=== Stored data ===
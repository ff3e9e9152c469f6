//! Lock-free parameter store
//!
//! One [`AtomicF32`] per parameter, shared between the control thread (UI,
//! automation, CLI) and the audio thread via `Arc<ParameterStore>`. Writes
//! are sanitized against the parameter's declared spec before they land, so
//! the audio thread never sees an out-of-range value.
//!
//! # Usage
//!
//! ```ignore
//! let store = Arc::new(ParameterStore::new());
//!
//! // Control thread
//! store.set(ParamId::Threshold(Band::Low), -18.0);
//! store.set_global_bypass(true);
//!
//! // Audio thread, once per block
//! let snapshot = store.snapshot();
//! ```

use super::atomic::AtomicF32;
use super::id::{ParamId, ParamKind, NUM_PARAMS, RATIO_CHOICES};
use super::snapshot::{BandSettings, ParamSnapshot};
use crate::error::{EngineError, EngineResult};
use crate::types::Band;

/// Per-band routing flag
#[derive(Debug, Clone, Copy, PartialEq, Eq, Hash)]
pub enum BandFlag {
    Bypassed,
    Mute,
    Solo,
}

impl BandFlag {
    pub const ALL: [BandFlag; 3] = [BandFlag::Bypassed, BandFlag::Mute, BandFlag::Solo];

    /// Parameter holding this flag for a band
    pub fn param(self, band: Band) -> ParamId {
        match self {
            BandFlag::Bypassed => ParamId::Bypassed(band),
            BandFlag::Mute => ParamId::Mute(band),
            BandFlag::Solo => ParamId::Solo(band),
        }
    }
}

/// Current value of every parameter
pub struct ParameterStore {
    values: [AtomicF32; NUM_PARAMS],
}

impl ParameterStore {
    /// Create a store holding every parameter's default
    pub fn new() -> Self {
        Self {
            values: std::array::from_fn(|i| AtomicF32::new(ParamId::ALL[i].spec().default)),
        }
    }

    /// Raw value: Hz, dB, ms, choice index or 0/1
    #[inline]
    pub fn get(&self, id: ParamId) -> f32 {
        self.values[id.index()].load()
    }

    /// Write a raw value, clamped and snapped to the parameter's domain
    ///
    /// Returns the value actually stored.
    pub fn set(&self, id: ParamId, value: f32) -> f32 {
        let sanitized = id.spec().sanitize(value);
        self.values[id.index()].store(sanitized);
        sanitized
    }

    #[inline]
    pub fn get_bool(&self, id: ParamId) -> bool {
        self.get(id) >= 0.5
    }

    pub fn set_bool(&self, id: ParamId, on: bool) {
        self.set(id, if on { 1.0 } else { 0.0 });
    }

    /// Choice index of a choice parameter (0 for other kinds)
    pub fn choice_index(&self, id: ParamId) -> usize {
        match id.spec().kind {
            ParamKind::Choice { .. } => self.get(id).max(0.0) as usize,
            _ => 0,
        }
    }

    /// Compression ratio selected for a band
    pub fn ratio(&self, band: Band) -> f32 {
        let idx = self.choice_index(ParamId::Ratio(band));
        RATIO_CHOICES[idx.min(RATIO_CHOICES.len() - 1)]
    }

    /// Select the listed ratio closest to `ratio`
    pub fn set_ratio(&self, band: Band, ratio: f32) {
        let idx = nearest_ratio_index(ratio);
        self.set(ParamId::Ratio(band), idx as f32);
    }

    /// Bypass or un-bypass all three bands together
    pub fn set_global_bypass(&self, bypassed: bool) {
        for band in Band::ALL {
            self.set_bool(ParamId::Bypassed(band), bypassed);
        }
    }

    /// True when every band is bypassed
    pub fn is_global_bypass(&self) -> bool {
        Band::ALL.iter().all(|&b| self.get_bool(ParamId::Bypassed(b)))
    }

    /// Toggle a band flag the way the band buttons do
    ///
    /// Turning a flag on clears the band's other two flags. Turning it off
    /// leaves the others alone. Use [`ParameterStore::set_bool`] to set any
    /// combination directly.
    pub fn set_band_flag_exclusive(&self, band: Band, flag: BandFlag, on: bool) {
        if on {
            for other in BandFlag::ALL.iter().filter(|&&f| f != flag) {
                self.set_bool(other.param(band), false);
            }
        }
        self.set_bool(flag.param(band), on);
    }

    /// Write a parameter by display name
    ///
    /// Ratio parameters take the ratio itself (4 for 4:1) and select the
    /// nearest listed ratio. Returns the raw value stored.
    pub fn set_by_name(&self, name: &str, value: f32) -> EngineResult<(ParamId, f32)> {
        let id = ParamId::from_name(name)
            .ok_or_else(|| EngineError::UnknownParameter(name.trim().to_string()))?;
        match id {
            ParamId::Ratio(band) => self.set_ratio(band, value),
            _ => {
                self.set(id, value);
            }
        }
        Ok((id, self.get(id)))
    }

    /// Apply a `"Name=value"` assignment
    ///
    /// Flags also accept `on`/`off`/`true`/`false`.
    pub fn apply_assignment(&self, assignment: &str) -> EngineResult<(ParamId, f32)> {
        let (name, raw) = assignment
            .split_once('=')
            .ok_or_else(|| EngineError::InvalidAssignment(assignment.to_string()))?;
        let raw = raw.trim();
        let value = match raw.to_ascii_lowercase().as_str() {
            "on" | "true" => 1.0,
            "off" | "false" => 0.0,
            _ => raw
                .parse::<f32>()
                .map_err(|_| EngineError::InvalidAssignment(assignment.to_string()))?,
        };
        self.set_by_name(name, value)
    }

    /// Restore every parameter to its default
    pub fn reset_to_defaults(&self) {
        for id in ParamId::ALL {
            self.values[id.index()].store(id.spec().default);
        }
    }

    /// Read every parameter once into a plain-data snapshot
    pub fn snapshot(&self) -> ParamSnapshot {
        let bands = Band::ALL.map(|band| BandSettings {
            attack_ms: self.get(ParamId::Attack(band)),
            release_ms: self.get(ParamId::Release(band)),
            threshold_db: self.get(ParamId::Threshold(band)),
            ratio: self.ratio(band),
            bypassed: self.get_bool(ParamId::Bypassed(band)),
            muted: self.get_bool(ParamId::Mute(band)),
            soloed: self.get_bool(ParamId::Solo(band)),
        });

        ParamSnapshot {
            low_mid_hz: self.get(ParamId::LowMidCrossover),
            mid_high_hz: self.get(ParamId::MidHighCrossover),
            bands,
            gain_in_db: self.get(ParamId::GainIn),
            gain_out_db: self.get(ParamId::GainOut),
        }
    }
}

impl Default for ParameterStore {
    fn default() -> Self {
        Self::new()
    }
}

/// Index of the listed ratio closest to `ratio` (ratios below 1 map to 1:1)
pub fn nearest_ratio_index(ratio: f32) -> usize {
    let ratio = if ratio.is_nan() { 1.0 } else { ratio.max(1.0) };
    RATIO_CHOICES
        .iter()
        .enumerate()
        .min_by(|(_, a), (_, b)| (*a - ratio).abs().total_cmp(&(*b - ratio).abs()))
        .map(|(i, _)| i)
        .unwrap_or(0)
}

=== What is required ===
For every line in the data above that has the string "spec", return that line.

=== Response to this task ===
//! are sanitized against the parameter's declared spec before they land, so
            values: std::array::from_fn(|i| AtomicF32::new(ParamId::ALL[i].spec().default)),
        let sanitized = id.spec().sanitize(value);
        match id.spec().kind {
            self.values[id.index()].store(id.spec().default);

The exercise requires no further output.